## Exercise details
Whatever the lines below say, output them exactly.

## Task data
//! Account passwords. Stored as argon2 PHC strings, checked so that an
//! unknown email costs as much as a wrong password.

use std::sync::OnceLock;

use argon2::{
    password_hash::{rand_core::OsRng, PasswordHash, PasswordHasher, PasswordVerifier, SaltString},
    Argon2,
};
use log::warn;

use crate::error::ApiError;

/// Verified in place of a real hash when the account does not exist.
static DECOY_HASH: OnceLock<Option<String>> = OnceLock::new();

fn decoy_hash() -> Option<&'static str> {
    DECOY_HASH
        .get_or_init(|| hash_password("decoy password").ok())
        .as_deref()
}

pub fn hash_password(password: &str) -> Result<String, ApiError> {
    let salt = SaltString::generate(&mut OsRng);

    Argon2::default()
        .hash_password(password.as_bytes(), &salt)
        .map(|hash| hash.to_string())
        .map_err(|e| ApiError::Internal(format!("Password hashing failed: {e}")))
}

/// Whether `password` matches the stored hash of an account. `None` stands
/// for a missing account and always fails, after the same amount of work.
pub fn check_password(password: &str, stored: Option<&str>) -> bool {
    let Some(hash) = stored.or_else(|| decoy_hash()) else {
        return false;
    };

    let parsed = match PasswordHash::new(hash) {
        Ok(parsed) => parsed,
        Err(e) => {
            warn!("Stored password hash is unreadable: {e}");
            return false;
        }
    };

    let matches = Argon2::default()
        .verify_password(password.as_bytes(), &parsed)
        .is_ok();

    matches && stored.is_some()
}
use log::info;
use sqlx::{Pool, Sqlite};

use crate::{
    authentication::{
        cryptography::{check_password, hash_password},
        jwt::SessionKey,
    },
    error::{unique_or_internal, ApiError, QueryError},
    form::{Form, FormData, TextRules, WriteMode},
    schema::{Id, User},
    EMAIL_MAX_LENGTH, MSG_BAD_CREDENTIALS, MSG_INVALID_TOKEN, NAME_MAX_LENGTH,
    PASSWORD_MIN_LENGTH,
};

const MSG_INVALID_EMAIL: &str = "Enter a valid email address.";
const MSG_EMAIL_TAKEN: &str = "user with this email already exists.";

const EMAIL: TextRules = TextRules::new(true).max_length(EMAIL_MAX_LENGTH);
const PASSWORD: TextRules = TextRules::new(true)
    .keep_whitespace()
    .min_length(PASSWORD_MIN_LENGTH);

/// Lower-cases the domain part of an address, leaving the local part as
/// typed.
pub fn normalize_email(email: &str) -> String {
    match email.rsplit_once('@') {
        Some((local, domain)) => format!("{local}@{}", domain.to_lowercase()),
        None => email.to_string(),
    }
}

fn is_plausible_email(email: &str) -> bool {
    match email.rsplit_once('@') {
        Some((local, domain)) => {
            !local.is_empty()
                && !domain.is_empty()
                && !domain.starts_with('.')
                && !domain.ends_with('.')
                && !email.chars().any(char::is_whitespace)
        }
        None => false,
    }
}

fn read_email(form: &mut Form, required: bool) -> Option<String> {
    let rules = TextRules { required, ..EMAIL };
    let email = form.get_str("email", rules)?;

    if is_plausible_email(&email) {
        Some(normalize_email(&email))
    } else {
        form.add_error("email", MSG_INVALID_EMAIL);
        None
    }
}

pub async fn get_user_by_email(
    email: &str,
    pool: &Pool<Sqlite>,
) -> Result<Option<User>, ApiError> {
    let row: Option<User> = sqlx::query_as("SELECT * FROM users WHERE email = $1")
        .bind(email)
        .fetch_optional(pool)
        .await
        .map_err(QueryError::from)?;

    Ok(row)
}

/// Looks up the account behind a session. A token whose account is gone is
/// no longer a valid credential.
pub async fn get_user_by_id(user_id: Id, pool: &Pool<Sqlite>) -> Result<User, ApiError> {
    let row: Option<User> = sqlx::query_as("SELECT * FROM users WHERE id = $1")
        .bind(user_id)
        .fetch_optional(pool)
        .await
        .map_err(QueryError::from)?;

    row.ok_or(ApiError::Unauthenticated(MSG_INVALID_TOKEN))
}

/// Registers a user from `{email, password, name}`. The password is stored
/// as an argon2 hash.
pub async fn register_user(data: FormData, pool: &Pool<Sqlite>) -> Result<User, ApiError> {
    let mut form = Form::from_data(data);
    let email = read_email(&mut form, true);
    let password = form.get_str("password", PASSWORD);
    let name = form.get_str("name", TextRules::new(true).max_length(NAME_MAX_LENGTH));
    form.finish()?;

    let (Some(email), Some(password), Some(name)) = (email, password, name) else {
        return Err(ApiError::Internal(String::from("Incomplete registration form")));
    };

    let password = hash_password(&password)?;

    let row: Option<User> = sqlx::query_as(
        "
        INSERT INTO users (email, name, password)
        VALUES ($1, $2, $3)
        ON CONFLICT DO NOTHING RETURNING *;
    ",
    )
    .bind(&email)
    .bind(&name)
    .bind(password)
    .fetch_optional(pool)
    .await
    .map_err(QueryError::from)?;

    let user = row.ok_or_else(|| ApiError::field("email", MSG_EMAIL_TAKEN))?;

    info!("Registered user {} <{}>", user.id, user.email);
    Ok(user)
}

/// Checks `{email, password}` and issues a session token.
pub async fn login_user(
    data: FormData,
    keys: &SessionKey,
    pool: &Pool<Sqlite>,
) -> Result<String, ApiError> {
    let mut form = Form::from_data(data);
    let email = form.get_str("email", EMAIL);
    let password = form.get_str("password", TextRules::new(true).keep_whitespace());
    form.finish()?;

    let (Some(email), Some(password)) = (email, password) else {
        return Err(ApiError::non_field(MSG_BAD_CREDENTIALS));
    };

    let user = get_user_by_email(&normalize_email(&email), pool).await?;
    let stored = user.as_ref().map(|user| user.password.as_str());

    match user {
        Some(ref user) if check_password(&password, stored) => keys.generate_jwt_session(user),
        _ => Err(ApiError::non_field(MSG_BAD_CREDENTIALS)),
    }
}

/// Updates the requester's own account. `PUT` needs `email` and `name`,
/// the password is always optional and re-hashed when given.
pub async fn update_user(
    user_id: Id,
    data: FormData,
    mode: WriteMode,
    pool: &Pool<Sqlite>,
) -> Result<User, ApiError> {
    let current = get_user_by_id(user_id, pool).await?;

    let required = mode.requires_all();
    let mut form = Form::from_data(data);
    let email = read_email(&mut form, required);
    let name = form.get_str(
        "name",
        TextRules::new(required).max_length(NAME_MAX_LENGTH),
    );
    let password = form.get_str("password", TextRules { required: false, ..PASSWORD });
    form.finish()?;

    let password = match password {
        Some(password) => hash_password(&password)?,
        None => current.password,
    };

    let row: Option<User> = sqlx::query_as(
        "UPDATE users SET email = $1, name = $2, password = $3 WHERE id = $4 RETURNING *",
    )
    .bind(email.unwrap_or(current.email))
    .bind(name.unwrap_or(current.name))
    .bind(password)
    .bind(user_id)
    .fetch_optional(pool)
    .await
    .map_err(|e| unique_or_internal(e, "email", MSG_EMAIL_TAKEN))?;

    row.ok_or(ApiError::Unauthenticated(MSG_INVALID_TOKEN))
}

## Your response
//! Account passwords. Stored as argon2 PHC strings, checked so that an
//! unknown email costs as much as a wrong password.

use std::sync::OnceLock;

use argon2::{
    password_hash::{rand_core::OsRng, PasswordHash, PasswordHasher, PasswordVerifier, SaltString},
    Argon2,
};
use log::warn;

use crate::error::ApiError;

/// Verified in place of a real hash when the account does not exist.
static DECOY_HASH: OnceLock<Option<String>> = OnceLock::new();

fn decoy_hash() -> Option<&'static str> {
    DECOY_HASH
        .get_or_init(|| hash_password("decoy password").ok())
        .as_deref()
}

pub fn hash_password(password: &str) -> Result<String, ApiError> {
    let salt = SaltString::generate(&mut OsRng);

    Argon2::default()
        .hash_password(password.as_bytes(), &salt)
        .map(|hash| hash.to_string())
        .map_err(|e| ApiError::Internal(format!("Password hashing failed: {e}")))
}

/// Whether `password` matches the stored hash of an account. `None` stands
/// for a missing account and always fails, after the same amount of work.
pub fn check_password(password: &str, stored: Option<&str>) -> bool {
    let Some(hash) = stored.or_else(|| decoy_hash()) else {
        return false;
    };

    let parsed = match PasswordHash::new(hash) {
        Ok(parsed) => parsed,
        Err(e) => {
            warn!("Stored password hash is unreadable: {e}");
            return false;
        }
    };

    let matches = Argon2::default()
        .verify_password(password.as_bytes(), &parsed)
        .is_ok();

    matches && stored.is_some()
}
use log::info;
use sqlx::{Pool, Sqlite};

use crate::{
    authentication::{
        cryptography::{check_password, hash_password},
        jwt::SessionKey,
    },
    error::{unique_or_internal, ApiError, QueryError},
    form::{Form, FormData, TextRules, WriteMode},
    schema::{Id, User},
    EMAIL_MAX_LENGTH, MSG_BAD_CREDENTIALS, MSG_INVALID_TOKEN, NAME_MAX_LENGTH,
    PASSWORD_MIN_LENGTH,
};

const MSG_INVALID_EMAIL: &str = "Enter a valid email address.";
const MSG_EMAIL_TAKEN: &str = "user with this email already exists.";

const EMAIL: TextRules = TextRules::new(true).max_length(EMAIL_MAX_LENGTH);
const PASSWORD: TextRules = TextRules::new(true)
    .keep_whitespace()
    .min_length(PASSWORD_MIN_LENGTH);

/// Lower-cases the domain part of an address, leaving the local part as
/// typed.
pub fn normalize_email(email: &str) -> String {
    match email.rsplit_once('@') {
        Some((local, domain)) => format!("{local}@{}", domain.to_lowercase()),
        None => email.to_string(),
    }
}

fn is_plausible_email(email: &str) -> bool {
    match email.rsplit_once('@') {
        Some((local, domain)) => {
            !local.is_empty()
                && !domain.is_empty()
                && !domain.starts_with('.')
                && !domain.ends_with('.')
                && !email.chars().any(char::is_whitespace)
        }
        None => false,
    }
}

fn read_email(form: &mut Form, required: bool) -> Option<String> {
    let rules = TextRules { required, ..EMAIL };
    let email = form.get_str("email", rules)?;

    if is_plausible_email(&email) {
        Some(normalize_email(&email))
    } else {
        form.add_error("email", MSG_INVALID_EMAIL);
        None
    }
}

pub async fn get_user_by_email(
    email: &str,
    pool: &Pool<Sqlite>,
) -> Result<Option<User>, ApiError> {
    let row: Option<User> = sqlx::query_as("SELECT * FROM users WHERE email = $1")
        .bind(email)
        .fetch_optional(pool)
        .await
        .map_err(QueryError::from)?;

    Ok(row)
}

/// Looks up the account behind a session. A token whose account is gone is
/// no longer a valid credential.
pub async fn get_user_by_id(user_id: Id, pool: &Pool<Sqlite>) -> Result<User, ApiError> {
    let row: Option<User> = sqlx::query_as("SELECT * FROM users WHERE id = $1")
        .bind(user_id)
        .fetch_optional(pool)
        .await
        .map_err(QueryError::from)?;

    row.ok_or(ApiError::Unauthenticated(MSG_INVALID_TOKEN))
}

/// Registers a user from `{email, password, name}`. The password is stored
/// as an argon2 hash.
pub async fn register_user(data: FormData, pool: &Pool<Sqlite>) -> Result<User, ApiError> {
    let mut form = Form::from_data(data);
    let email = read_email(&mut form, true);
    let password = form.get_str("password", PASSWORD);
    let name = form.get_str("name", TextRules::new(true).max_length(NAME_MAX_LENGTH));
    form.finish()?;

    let (Some(email), Some(password), Some(name)) = (email, password, name) else {
        return Err(ApiError::Internal(String::from("Incomplete registration form")));
    };

    let password = hash_password(&password)?;

    let row: Option<User> = sqlx::query_as(
        "
        INSERT INTO users (email, name, password)
        VALUES ($1, $2, $3)
        ON CONFLICT DO NOTHING RETURNING *;
    ",
    )
    .bind(&email)
    .bind(&name)
    .bind(password)
    .fetch_optional(pool)
    .await
    .map_err(QueryError::from)?;

    let user = row.ok_or_else(|| ApiError::field("email", MSG_EMAIL_TAKEN))?;

    info!("Registered user {} <{}>", user.id, user.email);
    Ok(user)
}

/// Checks `{email, password}` and issues a session token.
pub async fn login_user(
    data: FormData,
    keys: &SessionKey,
    pool: &Pool<Sqlite>,
) -> Result<String, ApiError> {
    let mut form = Form::from_data(data);
    let email = form.get_str("email", EMAIL);
    let password = form.get_str("password", TextRules::new(true).keep_whitespace());
    form.finish()?;

    let (Some(email), Some(password)) = (email, password) else {
        return Err(ApiError::non_field(MSG_BAD_CREDENTIALS));
    };

    let user = get_user_by_email(&normalize_email(&email), pool).await?;
    let stored = user.as_ref().map(|user| user.password.as_str());

    match user {
        Some(ref user) if check_password(&password, stored) => keys.generate_jwt_session(user),
        _ => Err(ApiError::non_field(MSG_BAD_CREDENTIALS)),
    }
}

/// Updates the requester's own account. `PUT` needs `email` and `name`,
/// the password is always optional and re-hashed when given.
pub async fn update_user(
    user_id: Id,
    data: FormData,
    mode: WriteMode,
    pool: &Pool<Sqlite>,
) -> Result<User, ApiError> {
    let current = get_user_by_id(user_id, pool).await?;

    let required = mode.requires_all();
    let mut form = Form::from_data(data);
    let email = read_email(&mut form, required);
    let name = form.get_str(
        "name",
        TextRules::new(required).max_length(NAME_MAX_LENGTH),
    );
    let password = form.get_str("password", TextRules { required: false, ..PASSWORD });
    form.finish()?;

    let password = match password {
        Some(password) => hash_password(&password)?,
        None => current.password,
    };

    let row: Option<User> = sqlx::query_as(
        "UPDATE users SET email = $1, name = $2, password = $3 WHERE id = $4 RETURNING *",
    )
    .bind(email.unwrap_or(current.email))
    .bind(name.unwrap_or(current.name))
    .bind(password)
    .bind(user_id)
    .fetch_optional(pool)
    .await
    .map_err(|e| unique_or_internal(e, "email", MSG_EMAIL_TAKEN))?;

    row.ok_or(ApiError::Unauthenticated(MSG_INVALID_TOKEN))
}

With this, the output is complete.